Most temporary water permit applications are for road and bridge construction. The state’s “businessfriendly approach” expedites them in about two days, which is important with the short construction season mandated by weather conditions, she added.

The process “has worked well for years. It does what it is supposed to do,” she said. “Do not let temporary water permits become a de facto land-use permit,” she warned.

Bolstering her viewpoints were Bill Nevin of the South Dakota Department of Transportation, Deb Mortenson of the Associated General Contractors of South Dakota, Yvonne Taylor of the South Dakota Municipal League, Angela Ehlers, of South Dakota Association of Conservation Districts, Brenda Forman of the South Dakota Association of Cooperatives, and Michael Held of the South Dakota Farm Bureau Federation.

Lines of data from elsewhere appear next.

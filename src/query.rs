//! Query engine: ranks snapshot records against a query vector.
//!
//! The engine is stateless apart from its tuning knobs and never mutates the
//! store. Ranking is by ascending distance with ties broken by ascending
//! [`RecordId`]; distances are ordered with `f32::total_cmp`, so identical
//! queries against identical snapshots always produce identical results.

use std::collections::HashSet;
use std::sync::Arc;

use rayon::prelude::*;
use serde::Serialize;
use tracing::trace;

use crate::config::QueryConfig;
use crate::distance::Metric;
use crate::error::{Result, VectorStoreError};
use crate::index::Index;
use crate::metadata::{Metadata, MetadataPredicate};
use crate::neighbor::{MaxHeap, Neighbor};
use crate::record::{Record, RecordId};
use crate::storage::Snapshot;

/// A ranked search hit
#[derive(Debug, Clone, PartialEq, Serialize)]
pub struct SearchResult {
    pub id: RecordId,
    pub metadata: Metadata,
    pub distance: f32,
}

/// Stateless ranking layer over a [`Snapshot`].
#[derive(Debug, Clone, Default)]
pub struct QueryEngine {
    config: QueryConfig,
}

impl QueryEngine {
    pub fn new(config: QueryConfig) -> Self {
        Self { config }
    }

    pub fn config(&self) -> &QueryConfig {
        &self.config
    }

    /// Return up to `top_k` records nearest to `query`, best first.
    ///
    /// Records failing `filter` are excluded before ranking, so `top_k`
    /// counts only eligible records. When the snapshot carries an auxiliary
    /// index built for `metric` and no filter is given, the index supplies
    /// the candidates and the result may be approximate; otherwise every live
    /// record is scanned. An index answer with fewer than
    /// `min(top_k, snapshot.len())` live candidates is replaced by a scan, so
    /// the result length never depends on the index.
    ///
    /// An empty snapshot yields an empty result. `top_k == 0` is
    /// `InvalidArgument`; a query of the wrong length is `DimensionMismatch`.
    pub fn search<I: Index>(
        &self,
        snapshot: &Snapshot<I>,
        query: &[f32],
        top_k: usize,
        metric: &dyn Metric,
        filter: Option<&dyn MetadataPredicate>,
    ) -> Result<Vec<SearchResult>> {
        if !Self::validate(snapshot, query, top_k)? {
            return Ok(Vec::new());
        }

        let index = snapshot.index();
        let use_index = filter.is_none()
            && !index.is_empty()
            && metric.kind().is_some()
            && metric.kind() == index.metric();

        if use_index {
            let wanted = top_k.max(self.config.index_candidates);
            if let Some(candidates) = index.candidates(query, wanted)? {
                let heap = Self::rank_candidates(snapshot, &candidates, query, top_k, metric);
                if heap.len() >= top_k.min(snapshot.len()) {
                    trace!(candidates = candidates.len(), top_k, "ranked index candidates");
                    return Ok(Self::collect(snapshot, heap));
                }
                trace!(
                    found = heap.len(),
                    top_k,
                    "index returned too few live candidates, scanning"
                );
            }
        }

        trace!(live = snapshot.len(), top_k, "exact scan");
        let heap = self.scan(snapshot, query, top_k, metric, filter);
        Ok(Self::collect(snapshot, heap))
    }

    /// Like [`search`](Self::search) but always scans every live record,
    /// ignoring any auxiliary index.
    pub fn search_exact<I: Index>(
        &self,
        snapshot: &Snapshot<I>,
        query: &[f32],
        top_k: usize,
        metric: &dyn Metric,
        filter: Option<&dyn MetadataPredicate>,
    ) -> Result<Vec<SearchResult>> {
        if !Self::validate(snapshot, query, top_k)? {
            return Ok(Vec::new());
        }
        let heap = self.scan(snapshot, query, top_k, metric, filter);
        Ok(Self::collect(snapshot, heap))
    }

    /// Check arguments. `Ok(false)` means the snapshot is empty and the
    /// result is trivially empty.
    fn validate<I: Index>(snapshot: &Snapshot<I>, query: &[f32], top_k: usize) -> Result<bool> {
        if top_k == 0 {
            return Err(VectorStoreError::invalid_argument(
                "top_k must be a positive integer",
            ));
        }
        if snapshot.is_empty() {
            return Ok(false);
        }
        if let Some(expected) = snapshot.dimension() {
            if query.len() != expected {
                return Err(VectorStoreError::DimensionMismatch {
                    expected,
                    actual: query.len(),
                });
            }
        }
        if let Some(pos) = query.iter().position(|x| !x.is_finite()) {
            return Err(VectorStoreError::invalid_vector(format!(
                "query has non-finite coordinate at position {}",
                pos
            )));
        }
        Ok(true)
    }

    fn scan<I: Index>(
        &self,
        snapshot: &Snapshot<I>,
        query: &[f32],
        top_k: usize,
        metric: &dyn Metric,
        filter: Option<&dyn MetadataPredicate>,
    ) -> MaxHeap {
        let slots = snapshot.slots();
        if slots.len() < self.config.parallel_threshold.max(1) {
            return Self::scan_slots(slots, query, top_k, metric, filter);
        }

        let chunk = (slots.len() / rayon::current_num_threads().max(1)).max(1024);
        slots
            .par_chunks(chunk)
            .map(|part| Self::scan_slots(part, query, top_k, metric, filter))
            .reduce(MaxHeap::new, |mut acc, part| {
                acc.merge_bounded(part, top_k);
                acc
            })
    }

    fn scan_slots(
        slots: &[Option<Arc<Record>>],
        query: &[f32],
        top_k: usize,
        metric: &dyn Metric,
        filter: Option<&dyn MetadataPredicate>,
    ) -> MaxHeap {
        let mut heap = MaxHeap::with_capacity(top_k.min(slots.len()));
        for record in slots.iter().flatten() {
            if let Some(filter) = filter {
                if !filter.matches(record.metadata()) {
                    continue;
                }
            }
            let distance = metric.distance(query, record.vector().as_slice());
            heap.push_bounded(Neighbor::new(record.id(), distance), top_k);
        }
        heap
    }

    fn rank_candidates<I: Index>(
        snapshot: &Snapshot<I>,
        candidates: &[RecordId],
        query: &[f32],
        top_k: usize,
        metric: &dyn Metric,
    ) -> MaxHeap {
        let mut seen = HashSet::with_capacity(candidates.len());
        let mut heap = MaxHeap::with_capacity(top_k.min(candidates.len()));
        for &id in candidates {
            if !seen.insert(id) {
                continue;
            }
            if let Some(record) = snapshot.get(id) {
                let distance = metric.distance(query, record.vector().as_slice());
                heap.push_bounded(Neighbor::new(id, distance), top_k);
            }
        }
        heap
    }

    fn collect<I: Index>(snapshot: &Snapshot<I>, heap: MaxHeap) -> Vec<SearchResult> {
        heap.into_sorted_vec()
            .into_iter()
            .filter_map(|n| {
                snapshot.get(n.id).map(|record| SearchResult {
                    id: n.id,
                    metadata: record.metadata().clone(),
                    distance: n.distance,
                })
            })
            .collect()
    }
}
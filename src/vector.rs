//! Vector type and validation

use crate::error::{Result, VectorStoreError};
use serde::{Deserialize, Serialize};
use std::str::FromStr;
use std::sync::Arc;

/// A point in n-dimensional space.
///
/// Coordinates are immutable and reference counted, so cloning a `Vector`
/// shares the allocation. The stored record and the auxiliary index hold
/// the same coordinates.
#[derive(Debug, Clone, PartialEq, Serialize, Deserialize)]
#[serde(transparent)]
pub struct Vector {
    data: Arc<[f32]>,
}

impl Vector {
    /// Create a new vector from a Vec<f32>
    pub fn new(data: Vec<f32>) -> Self {
        Self { data: data.into() }
    }

    /// Get the dimension of the vector
    pub fn dimension(&self) -> usize {
        self.data.len()
    }

    /// Get the underlying data as a slice
    pub fn as_slice(&self) -> &[f32] {
        &self.data
    }

    /// Compute the L2 norm (magnitude) of the vector
    pub fn norm(&self) -> f32 {
        self.data.iter().map(|x| x * x).sum::<f32>().sqrt()
    }

    /// Create a unit-length copy of the vector.
    pub fn normalized(&self) -> Result<Vector> {
        let norm = self.norm();
        if norm == 0.0 {
            return Err(VectorStoreError::invalid_vector(
                "cannot normalize zero vector",
            ));
        }
        Ok(Vector::new(self.data.iter().map(|x| x / norm).collect()))
    }

    /// Reject vectors that would silently corrupt distance comparisons:
    /// empty vectors and vectors holding NaN or infinite coordinates.
    pub fn validate(&self) -> Result<()> {
        if self.data.is_empty() {
            return Err(VectorStoreError::invalid_vector("vector is empty"));
        }
        if let Some((pos, value)) = self
            .data
            .iter()
            .enumerate()
            .find(|(_, x)| !x.is_finite())
        {
            return Err(VectorStoreError::invalid_vector(format!(
                "non-finite coordinate {} at position {}",
                value, pos
            )));
        }
        Ok(())
    }

    /// Check the vector against an expected dimensionality.
    pub fn check_dimension(&self, expected: usize) -> Result<()> {
        if self.dimension() != expected {
            return Err(VectorStoreError::DimensionMismatch {
                expected,
                actual: self.dimension(),
            });
        }
        Ok(())
    }
}

impl From<Vec<f32>> for Vector {
    fn from(data: Vec<f32>) -> Self {
        Vector::new(data)
    }
}

impl From<&[f32]> for Vector {
    fn from(data: &[f32]) -> Self {
        Self { data: data.into() }
    }
}

impl<const N: usize> From<[f32; N]> for Vector {
    fn from(data: [f32; N]) -> Self {
        Self {
            data: Arc::from(&data[..]),
        }
    }
}

impl AsRef<[f32]> for Vector {
    fn as_ref(&self) -> &[f32] {
        &self.data
    }
}

/// Parse a vector from a comma-separated string such as `"1.0, 2.0, 3.0"`.
impl FromStr for Vector {
    type Err = VectorStoreError;

    fn from_str(s: &str) -> Result<Self> {
        let data = s
            .split(',')
            .map(|x| {
                x.trim().parse::<f32>().map_err(|_| {
                    VectorStoreError::invalid_vector(format!("invalid float: {:?}", x.trim()))
                })
            })
            .collect::<Result<Vec<f32>>>()?;
        Ok(Vector::new(data))
    }
}
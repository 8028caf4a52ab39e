//! Axum middleware wrapping [`crate::auth::authenticate`].

use axum::{
    extract::{FromRequestParts, Request, State},
    http::request::Parts,
    middleware::Next,
    response::{IntoResponse, Response},
};
use std::sync::Arc;

use crate::auth::{authenticate, AuthConfig, AuthContext};
use crate::error::ApiError;

#[derive(Debug, Clone)]
pub struct AuthMiddlewareState {
    pub auth_config: Arc<AuthConfig>,
}

impl AuthMiddlewareState {
    pub fn new(auth_config: Arc<AuthConfig>) -> Self {
        Self { auth_config }
    }
}

pub async fn auth_middleware(
    State(state): State<AuthMiddlewareState>,
    mut request: Request,
    next: Next,
) -> Result<Response, AuthMiddlewareError> {
    let authorization = request
        .headers()
        .get("authorization")
        .and_then(|h| h.to_str().ok());
    let tenant_id_header = request
        .headers()
        .get("x-tenant-id")
        .and_then(|h| h.to_str().ok());

    let auth_context = authenticate(&state.auth_config, authorization, tenant_id_header)
        .map_err(AuthMiddlewareError)?;

    request.extensions_mut().insert(auth_context);
    Ok(next.run(request).await)
}

#[derive(Debug)]
pub struct AuthMiddlewareError(pub ApiError);

impl IntoResponse for AuthMiddlewareError {
    fn into_response(self) -> Response {
        self.0.into_response()
    }
}

/// Typed extractor: `AuthExtractor(auth)` in a handler signature requires
/// `auth_middleware` to have run on the route.
#[derive(Debug, Clone)]
pub struct AuthExtractor(pub AuthContext);

#[axum::async_trait]
impl<S> FromRequestParts<S> for AuthExtractor
where
    S: Send + Sync,
{
    type Rejection = AuthMiddlewareError;

    async fn from_request_parts(parts: &mut Parts, _state: &S) -> Result<Self, Self::Rejection> {
        parts
            .extensions
            .get::<AuthContext>()
            .cloned()
            .map(AuthExtractor)
            .ok_or_else(|| {
                AuthMiddlewareError(ApiError::bad_request(
                    "AuthContext missing from request extensions; is auth_middleware applied?",
                ))
            })
    }
}

impl std::ops::Deref for AuthExtractor {
    type Target = AuthContext;

    fn deref(&self) -> &Self::Target {
        &self.0
    }
}

pub fn extract_auth_context(request: &Request) -> Result<&AuthContext, ApiError> {
    request
        .extensions()
        .get::<AuthContext>()
        .ok_or_else(|| ApiError::bad_request("auth context missing from request"))
}

#[cfg(test)]
mod tests {
    use super::*;
    use axum::{body::Body, http::StatusCode, middleware, routing::get, Router};
    use reasoning_core::EntityIdType;
    use reasoning_core::TenantId;
    use tower::ServiceExt;

    fn test_app() -> Router {
        let auth_config = Arc::new(AuthConfig { tokens: vec!["secret".to_string()] });
        let state = AuthMiddlewareState::new(auth_config);
        Router::new()
            .route("/protected", get(|| async { "ok" }))
            .layer(middleware::from_fn_with_state(state, auth_middleware))
    }

    #[tokio::test]
    async fn rejects_missing_bearer_token() {
        let app = test_app();
        let tenant_id = TenantId::now_v7();
        let request = axum::http::Request::builder()
            .uri("/protected")
            .header("x-tenant-id", tenant_id.to_string())
            .body(Body::empty())
            .unwrap();
        let response = app.oneshot(request).await.unwrap();
        assert_eq!(response.status(), StatusCode::UNAUTHORIZED);
    }

    #[tokio::test]
    async fn accepts_valid_bearer_and_tenant_header() {
        let app = test_app();
        let tenant_id = TenantId::now_v7();
        let request = axum::http::Request::builder()
            .uri("/protected")
            .header("authorization", "Bearer secret")
            .header("x-tenant-id", tenant_id.to_string())
            .body(Body::empty())
            .unwrap();
        let response = app.oneshot(request).await.unwrap();
        assert_eq!(response.status(), StatusCode::OK);
    }
}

Legislators expressed agreement with the concept of more public involvement but faulted the bills for lack of specifics to protect non-controversial building projects from delays.

“I agree that local control is important,” said Dist. 35 Rep. Tina Mulally, a new Republican House member from Rapid City. “However, this bill seems to be a little bit too broad for me. It could affect all those roads. I’d much rather see it nailed down to your specific requests in the drilling areas.”

In the 2018 legislative session, Lakota Democratic Rep. Shawn Bordeaux, currently an incumbent from Mission in Dist. 26a, introduced a bill that would have narrowed public water permit hearings to mining interests, and it was defeated.